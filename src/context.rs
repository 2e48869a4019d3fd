//! Session Context
//!
//! Ties the auth provider to the board store: the signed-in user's boards
//! are loaded on every session change and the store is cleared on logout.

use std::sync::Arc;
use tokio::task::JoinHandle;

use crate::domain::{DomainError, DomainResult, Session};
use crate::repository::AuthProvider;
use crate::store::BoardStore;

#[derive(Clone)]
pub struct SessionContext {
    auth: Arc<dyn AuthProvider>,
    store: Arc<BoardStore>,
}

impl SessionContext {
    pub fn new(auth: Arc<dyn AuthProvider>, store: Arc<BoardStore>) -> Self {
        Self { auth, store }
    }

    pub fn store(&self) -> &Arc<BoardStore> {
        &self.store
    }

    pub fn auth(&self) -> &Arc<dyn AuthProvider> {
        &self.auth
    }

    /// Signed-in user id; `None` means not authenticated, skip fetching
    pub fn user_id(&self) -> Option<String> {
        self.auth.current_session().map(|s| s.user.id)
    }

    pub fn require_user(&self) -> DomainResult<String> {
        self.user_id()
            .ok_or_else(|| DomainError::Auth("Sign in to continue".into()))
    }

    pub async fn sign_in(&self, email: &str, password: &str) -> DomainResult<Session> {
        self.auth.sign_in(email, password).await
    }

    pub async fn sign_up(&self, email: &str, password: &str) -> DomainResult<Option<Session>> {
        self.auth.sign_up(email, password).await
    }

    /// Sign out and drop all board state
    pub async fn sign_out(&self) -> DomainResult<()> {
        let result = self.auth.sign_out().await;
        self.store.reset();
        result
    }

    /// Follow session changes in the background.
    /// A new user gets their boards fetched; logout resets the store.
    /// The task ends when the auth provider is dropped.
    pub fn spawn_board_sync(&self) -> JoinHandle<()> {
        let mut sessions = self.auth.subscribe();
        let store = self.store.clone();
        tokio::spawn(async move {
            let mut current: Option<String> = None;
            loop {
                let user_id = sessions.borrow_and_update().as_ref().map(|s| s.user.id.clone());
                match &user_id {
                    Some(id) if current.as_deref() != Some(id.as_str()) => {
                        log::info!("Session user {}, loading boards", id);
                        if current.is_some() {
                            store.reset();
                        }
                        if let Err(e) = store.fetch_boards(id).await {
                            log::warn!("Loading boards for {} failed: {}", id, e);
                        }
                    }
                    Some(_) => {
                        // Token refresh for the same user
                    }
                    None if current.is_some() => {
                        log::info!("Signed out, clearing board state");
                        store.reset();
                    }
                    None => {}
                }
                current = user_id;

                if sessions.changed().await.is_err() {
                    break;
                }
            }
        })
    }
}

#[cfg(test)]
mod tests {
    use super::*;
    use crate::repository::Backend;
    use crate::store::StoreOptions;
    use std::time::Duration;

    fn context() -> (SessionContext, tempfile::TempDir) {
        let dir = tempfile::tempdir().unwrap();
        let backend = Backend::in_memory(dir.path()).unwrap();
        let store = Arc::new(BoardStore::new(&backend, "avatars", StoreOptions::default()));
        (SessionContext::new(backend.auth.clone(), store), dir)
    }

    async fn wait_for<F: Fn() -> bool>(check: F) {
        for _ in 0..100 {
            if check() {
                return;
            }
            tokio::time::sleep(Duration::from_millis(10)).await;
        }
        panic!("condition not reached");
    }

    #[tokio::test]
    async fn test_require_user_without_session() {
        let (ctx, _dir) = context();
        assert!(ctx.user_id().is_none());
        assert!(matches!(ctx.require_user(), Err(DomainError::Auth(_))));
    }

    #[tokio::test]
    async fn test_sync_loads_boards_and_resets_on_logout() {
        let (ctx, _dir) = context();
        let session = ctx.sign_up("ann@example.com", "secret1").await.unwrap().unwrap();
        let user_id = session.user_id().to_string();
        ctx.store().add_board("Work", &user_id).await.unwrap();
        ctx.sign_out().await.unwrap();
        assert!(ctx.store().snapshot().boards.is_empty());

        let sync = ctx.spawn_board_sync();
        ctx.sign_in("ann@example.com", "secret1").await.unwrap();
        assert_eq!(ctx.require_user().unwrap(), user_id);

        let store = ctx.store().clone();
        wait_for(|| store.snapshot().boards.len() == 1).await;

        ctx.auth().sign_out().await.unwrap();
        wait_for(|| store.snapshot().boards.is_empty()).await;
        sync.abort();
    }
}
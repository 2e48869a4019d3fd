//! Domain Layer
//!
//! Contains all domain entities and core abstractions.
//! This layer has no I/O (serde and chrono only).

mod entity;
mod board;
mod list;
mod card;
mod comment;
mod session;
pub mod validation;

pub use entity::{decode_row, decode_rows, encode_row, DomainError, DomainResult, Entity, Row, Table};
pub use board::{Board, BoardPatch, NewBoard};
pub use list::{List, ListPatch, NewList};
pub use card::{Card, CardPatch, NewCard};
pub use comment::{Comment, NewComment};
pub use session::{Session, User};
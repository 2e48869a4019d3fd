//! Auth Providers
//!
//! - `SupabaseAuth`: password auth against the hosted service (`/auth/v1`)
//! - `LocalAuth`: in-process accounts for the embedded backend

use async_trait::async_trait;
use serde::Deserialize;
use serde_json::json;
use std::collections::HashMap;
use std::sync::Mutex;
use tokio::sync::watch;

use super::rest_store::{handle_response, request_error, SupabaseClient};
use super::traits::AuthProvider;
use crate::domain::{DomainError, DomainResult, Session, User};

/// Token endpoint payload
#[derive(Debug, Deserialize)]
struct TokenResponse {
    access_token: Option<String>,
    #[serde(default)]
    refresh_token: Option<String>,
    #[serde(default)]
    expires_in: Option<i64>,
    #[serde(default)]
    expires_at: Option<i64>,
    #[serde(default)]
    user: Option<User>,
}

impl TokenResponse {
    /// None when the response carries no token (e.g. sign-up awaiting confirmation)
    fn into_session(self) -> Option<Session> {
        let access_token = self.access_token?;
        let user = self.user?;
        let expires_at = self
            .expires_at
            .or_else(|| self.expires_in.map(|secs| chrono::Utc::now().timestamp() + secs));
        Some(Session {
            access_token,
            refresh_token: self.refresh_token,
            expires_at,
            user,
        })
    }
}

/// Password auth against the hosted service.
/// Shares its session slot with the client, so row requests carry the token.
pub struct SupabaseAuth {
    client: SupabaseClient,
}

impl SupabaseAuth {
    pub fn new(client: SupabaseClient) -> Self {
        Self { client }
    }

    async fn token_request(&self, grant_type: &str, body: serde_json::Value) -> DomainResult<TokenResponse> {
        let what = format!("auth token ({})", grant_type);
        let request = self
            .client
            .http()
            .post(self.client.url("/auth/v1/token"))
            .query(&[("grant_type", grant_type)])
            .json(&body);
        let response = self
            .client
            .anonymous(request)
            .send()
            .await
            .map_err(|e| request_error(e, &what))?;
        let body = handle_response(response, &what).await?;
        Ok(serde_json::from_str(&body)?)
    }

    fn publish(&self, session: Option<Session>) {
        self.client.session().send_replace(session);
    }

    /// Exchange the refresh token for a new session and publish it
    pub async fn refresh_session(&self) -> DomainResult<Session> {
        let refresh_token = self
            .current_session()
            .and_then(|s| s.refresh_token)
            .ok_or_else(|| DomainError::Auth("No session to refresh".into()))?;

        let session = self
            .token_request("refresh_token", json!({ "refresh_token": refresh_token }))
            .await?
            .into_session()
            .ok_or_else(|| DomainError::Auth("Refresh returned no session".into()))?;

        log::info!("Session refreshed for user {}", session.user_id());
        self.publish(Some(session.clone()));
        Ok(session)
    }
}

#[async_trait]
impl AuthProvider for SupabaseAuth {
    fn current_session(&self) -> Option<Session> {
        self.client.session().borrow().clone()
    }

    fn subscribe(&self) -> watch::Receiver<Option<Session>> {
        self.client.session().subscribe()
    }

    async fn sign_in(&self, email: &str, password: &str) -> DomainResult<Session> {
        let session = self
            .token_request("password", json!({ "email": email, "password": password }))
            .await?
            .into_session()
            .ok_or_else(|| DomainError::Auth("Sign-in returned no session".into()))?;

        log::info!("Signed in as {}", session.user_id());
        self.publish(Some(session.clone()));
        Ok(session)
    }

    async fn sign_up(&self, email: &str, password: &str) -> DomainResult<Option<Session>> {
        let what = "auth signup";
        let request = self
            .client
            .http()
            .post(self.client.url("/auth/v1/signup"))
            .json(&json!({ "email": email, "password": password }));
        let response = self
            .client
            .anonymous(request)
            .send()
            .await
            .map_err(|e| request_error(e, what))?;
        let body = handle_response(response, what).await?;
        let token: TokenResponse = serde_json::from_str(&body)?;

        let session = token.into_session();
        match &session {
            Some(s) => {
                log::info!("Signed up and signed in as {}", s.user_id());
                self.publish(Some(s.clone()));
            }
            None => log::info!("Signed up {}, awaiting email confirmation", email),
        }
        Ok(session)
    }

    async fn sign_out(&self) -> DomainResult<()> {
        let what = "auth logout";
        let result = match self.current_session() {
            Some(_) => {
                let request = self.client.http().post(self.client.url("/auth/v1/logout"));
                match self.client.authorized(request).send().await {
                    Ok(response) => handle_response(response, what).await.map(|_| ()),
                    Err(e) => Err(request_error(e, what)),
                }
            }
            None => Ok(()),
        };
        // The local session is dropped even if the server call failed
        self.publish(None);
        if let Err(e) = &result {
            log::warn!("Sign-out request failed: {}", e);
        }
        result
    }
}

struct LocalAccount {
    user: User,
    password_hash: blake3::Hash,
}

/// In-process accounts for the embedded backend.
/// Accounts live as long as the provider; passwords are kept as salted blake3 hashes.
pub struct LocalAuth {
    accounts: Mutex<HashMap<String, LocalAccount>>,
    session: watch::Sender<Option<Session>>,
}

impl Default for LocalAuth {
    fn default() -> Self {
        Self::new()
    }
}

impl LocalAuth {
    pub fn new() -> Self {
        let (session, _) = watch::channel(None);
        Self {
            accounts: Mutex::new(HashMap::new()),
            session,
        }
    }

    fn normalize_email(email: &str) -> String {
        email.trim().to_lowercase()
    }

    fn hash(email: &str, password: &str) -> blake3::Hash {
        let mut hasher = blake3::Hasher::new();
        hasher.update(email.as_bytes());
        hasher.update(&[0]);
        hasher.update(password.as_bytes());
        hasher.finalize()
    }

    fn new_session(user: User) -> Session {
        Session {
            access_token: uuid::Uuid::new_v4().to_string(),
            refresh_token: None,
            expires_at: None,
            user,
        }
    }
}

#[async_trait]
impl AuthProvider for LocalAuth {
    fn current_session(&self) -> Option<Session> {
        self.session.borrow().clone()
    }

    fn subscribe(&self) -> watch::Receiver<Option<Session>> {
        self.session.subscribe()
    }

    async fn sign_in(&self, email: &str, password: &str) -> DomainResult<Session> {
        let email = Self::normalize_email(email);
        let user = {
            let accounts = self
                .accounts
                .lock()
                .map_err(|_| DomainError::Internal("Account table poisoned".into()))?;
            let account = accounts
                .get(&email)
                .ok_or_else(|| DomainError::Auth("Invalid login credentials".into()))?;
            if account.password_hash != Self::hash(&email, password) {
                return Err(DomainError::Auth("Invalid login credentials".into()));
            }
            account.user.clone()
        };
        let session = Self::new_session(user);
        self.session.send_replace(Some(session.clone()));
        Ok(session)
    }

    async fn sign_up(&self, email: &str, password: &str) -> DomainResult<Option<Session>> {
        let email = Self::normalize_email(email);
        if !email.contains('@') {
            return Err(DomainError::InvalidInput("A valid email is required".into()));
        }
        if password.chars().count() < 6 {
            return Err(DomainError::InvalidInput("Password must be at least 6 characters".into()));
        }
        let user = {
            let mut accounts = self
                .accounts
                .lock()
                .map_err(|_| DomainError::Internal("Account table poisoned".into()))?;
            if accounts.contains_key(&email) {
                return Err(DomainError::Conflict("User already registered".into()));
            }
            let user = User {
                id: uuid::Uuid::new_v4().to_string(),
                email: Some(email.clone()),
            };
            accounts.insert(
                email.clone(),
                LocalAccount {
                    user: user.clone(),
                    password_hash: Self::hash(&email, password),
                },
            );
            user
        };
        let session = Self::new_session(user);
        self.session.send_replace(Some(session.clone()));
        Ok(Some(session))
    }

    async fn sign_out(&self) -> DomainResult<()> {
        self.session.send_replace(None);
        Ok(())
    }
}

#[cfg(test)]
mod tests {
    use super::*;

    #[tokio::test]
    async fn test_local_sign_up_then_sign_in() {
        let auth = LocalAuth::new();
        let created = auth.sign_up("Ann@Example.com", "secret1").await.unwrap().unwrap();
        auth.sign_out().await.unwrap();
        assert!(auth.current_session().is_none());

        let session = auth.sign_in("ann@example.com ", "secret1").await.unwrap();
        assert_eq!(session.user_id(), created.user_id());
        assert_eq!(auth.current_session().unwrap().user_id(), created.user_id());
    }

    #[tokio::test]
    async fn test_local_rejects_bad_password() {
        let auth = LocalAuth::new();
        auth.sign_up("a@b.c", "secret1").await.unwrap();
        auth.sign_out().await.unwrap();
        assert!(matches!(auth.sign_in("a@b.c", "wrong!!").await, Err(DomainError::Auth(_))));
        assert!(matches!(auth.sign_in("nobody@b.c", "secret1").await, Err(DomainError::Auth(_))));
    }

    #[tokio::test]
    async fn test_local_duplicate_and_weak_signups() {
        let auth = LocalAuth::new();
        auth.sign_up("a@b.c", "secret1").await.unwrap();
        assert!(matches!(auth.sign_up("A@B.C", "secret2").await, Err(DomainError::Conflict(_))));
        assert!(matches!(auth.sign_up("x@y.z", "123").await, Err(DomainError::InvalidInput(_))));
        assert!(matches!(auth.sign_up("not-an-email", "secret1").await, Err(DomainError::InvalidInput(_))));
    }

    #[tokio::test]
    async fn test_subscribers_see_changes() {
        let auth = LocalAuth::new();
        let mut rx = auth.subscribe();
        auth.sign_up("a@b.c", "secret1").await.unwrap();
        rx.changed().await.unwrap();
        assert!(rx.borrow_and_update().is_some());

        auth.sign_out().await.unwrap();
        rx.changed().await.unwrap();
        assert!(rx.borrow_and_update().is_none());
    }

    #[test]
    fn test_token_response_into_session() {
        let token: TokenResponse = serde_json::from_str(
            r#"{"access_token":"t","refresh_token":"r","expires_at":100,"user":{"id":"u1","email":"a@b.c"}}"#,
        )
        .unwrap();
        let session = token.into_session().unwrap();
        assert_eq!(session.user_id(), "u1");
        assert_eq!(session.expires_at, Some(100));

        let pending: TokenResponse = serde_json::from_str(r#"{"id":"u1","email":"a@b.c"}"#).unwrap();
        assert!(pending.into_session().is_none());
    }
}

• • •

Task details =>
Every line of the records that includes the word "SessionContext" should be gathered.

Answer to this task =>
pub struct SessionContext {
impl SessionContext {
    fn context() -> (SessionContext, tempfile::TempDir) {
        (SessionContext::new(backend.auth.clone(), store), dir)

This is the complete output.